# Slow as LAN transfer rate



## white_crystal14 (Oct 22, 2008)

Ok... If you look in my system specs, you'll notice i dont have the greatest computer. 
But whenever soemone dumps/leeches stuff of my computer it goes really slow.
Mussels has had a look at it, Tried almost everything... And the best we can do is get it to speed up a little.

Here is what we have tried:
Reformatted and installed XP
Put a gigabit PCI card in/made it slower
New harddrive/partitions and installed vista
Swapped Lan cables

I dont know about the rest, If you think you know how to fix this issue post here.


----------



## panchoman (Oct 22, 2008)

might just be the network/router or possibily its just your cpu/ram/etc depending on the speed and what not.


----------



## white_crystal14 (Oct 22, 2008)

*Evil*

Ive ran my computer on  a few switches and they still run like ****.


----------



## xu^ (Oct 22, 2008)

id say Vista tbh

mines exactly the same ,a max of about 7mb/s copy large files over my network,strangely tho if i use 1 of my xp based PC's then send it from there to the vista pc i get 11mb/s but only 7mb/s the other way around.


----------



## panchoman (Oct 22, 2008)

xubidoo said:


> id say Vista tbh
> 
> mines exactly the same ,a max of about 7mb/s copy large files over my network,strangely tho if i use 1 of my xp based PC's then send it from there to the vista pc i get 11mb/s but only 7mb/s the other way around.



hmm interesting.. i wonder if thats the answer and solution? 

maybe you want to test the speeds on windows and then on ubuntu live.


----------



## white_crystal14 (Oct 22, 2008)

The transfer speed is faster after i installed vista.


----------



## Pinchy (Oct 22, 2008)

I get no transfer speed problems with vista.

Try something like this:

http://www.absolutefuturity.com/BBMonitor/Lan Speed Test.htm

See what you get.


----------



## xu^ (Oct 22, 2008)

[page load error] have tried multiple times and no luck getting on that site ,cant even get on http://www.absolutefuturity.com


----------



## Mussels (Oct 22, 2008)

good post, i forgot to make this thread for you.

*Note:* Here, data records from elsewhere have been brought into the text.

//! polybind CLI - Multi-target binding generator
//!
//! Commands:
//! - `polybind generate` - Generate and write bindings for a service definition
//! - `polybind check` - Verify previously generated files against a definition
//! - `polybind targets` - List the supported targets and their conventions
//!
//! The process exit status is the error code of the failing
//! [`GenerationError`], or 1 for I/O and parse failures.

use clap::{Parser, Subcommand};
use polybind_core::GenerationError;
use std::path::PathBuf;
use std::process::ExitCode;

mod check;
mod generate;
mod loader;
mod logging;
mod writer;

#[derive(Parser)]
#[command(name = "polybind")]
#[command(author, version, about = "Schema-driven binding generator", long_about = None)]
struct Cli {
    /// Path to polybind.toml (default: ./polybind.toml when present)
    #[arg(short, long, global = true)]
    config: Option<PathBuf>,

    /// Log at debug level regardless of configuration
    #[arg(short, long, global = true)]
    verbose: bool,

    #[command(subcommand)]
    command: Commands,
}

#[derive(Subcommand)]
enum Commands {
    /// Generate bindings for a service definition (.json or .toml)
    Generate {
        /// Service definition file
        input: PathBuf,

        /// Restrict to these targets (java, javascript, cpp); repeatable
        #[arg(short, long = "target")]
        targets: Vec<String>,

        /// Base directory the output roots are resolved against
        #[arg(short, long, default_value = ".")]
        output: PathBuf,

        /// Emit targets one after another instead of in parallel
        #[arg(long)]
        sequential: bool,

        /// Verify and list the files without writing them
        #[arg(long)]
        dry_run: bool,
    },

    /// Verify generated files on disk against a service definition
    Check {
        /// Service definition file
        input: PathBuf,

        /// Restrict to these targets; repeatable
        #[arg(short, long = "target")]
        targets: Vec<String>,

        /// Base directory the output roots are resolved against
        #[arg(short, long, default_value = ".")]
        output: PathBuf,
    },

    /// List supported targets
    Targets,
}

fn main() -> ExitCode {
    let cli = Cli::parse();

    match run(cli) {
        Ok(()) => ExitCode::SUCCESS,
        Err(err) => {
            eprintln!("Error: {err:#}");
            ExitCode::from(exit_code(&err))
        }
    }
}

fn run(cli: Cli) -> anyhow::Result<()> {
    let config = loader::load_config(cli.config.as_deref())?;
    logging::init(&config.log_level, cli.verbose);

    match cli.command {
        Commands::Generate {
            input,
            targets,
            output,
            sequential,
            dry_run,
        } => {
            let config = generate::apply_overrides(config, &targets, sequential)?;
            generate::run(&input, config, &output, dry_run)?;
        }
        Commands::Check {
            input,
            targets,
            output,
        } => {
            let config = generate::apply_overrides(config, &targets, false)?;
            check::run(&input, config, &output)?;
        }
        Commands::Targets => {
            generate::list_targets();
        }
    }

    Ok(())
}

/// Exit status for an error: the generation error code when there is one.
fn exit_code(err: &anyhow::Error) -> u8 {
    err.chain()
        .find_map(|cause| cause.downcast_ref::<GenerationError>())
        .map_or(1, GenerationError::error_code)
}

To re-iterate what she said with a few extra facts.

1. Original setup was XP and onboard 100Mb lan. Transfer speed was 3MB/s average.
2. Second setup was vista + PCI gigabit card. Speed was ~500KB/s
3. Vista w/ onboard lan, max speed is 5-6MB/s

We have changed switches, cables, OS, drivers, and network cards. I seriously cant think of anything else.


----------



## Deleted member 3 (Oct 22, 2008)

You  might want to define slow, and tell us what kind of "leeching". ie is it Windows file sharing? Is it FTP? Some other application? Does the issue exist in other applications as well? Any network devices in between? Siwtch/hub? Collisions? etc


----------



## lemonadesoda (Oct 22, 2008)

It could be as simple as bad cables betwen the router and the PC.


----------



## Deleted member 3 (Oct 22, 2008)

lemonadesoda said:


> It could be as simple as bad cables betwen the router and the PC.



Perhaps.



white_crystal14 said:


> Swapped Lan cables


----------



## Pinchy (Oct 22, 2008)

If the onboard is 10/100, 5-6MB/s isnt all that slow. My old setup with my old router (10/100) peaked at around 9MB/s.


----------



## Hayder_Master (Oct 22, 2008)

if mussels try first that mean there is no much idea's but there is maybe somethings like
did you use ftp cables or utp and what about rg's is it good
sometimes pci lan do some problems so try other driver for lan


----------



## Deleted member 3 (Oct 22, 2008)

hayder.master said:


> if mussels try first that mean there is no much idea's but there is maybe somethings like
> did you use ftp cables or utp and what about rg's is it good
> sometimes pci lan do some problems so try other driver for lan



Unless they put the cable through a microwave and/or are extremely long (nearing the 100M limit) there isn't much difference between ftp and utp on 100Mbit networks. Getting around 10MB/s should be healthy.


----------



## 95Viper (Oct 22, 2008)

You can try this and if don't do it for ya, you can turn it back on. It may go a little faster, but I don't think it will hit light speed...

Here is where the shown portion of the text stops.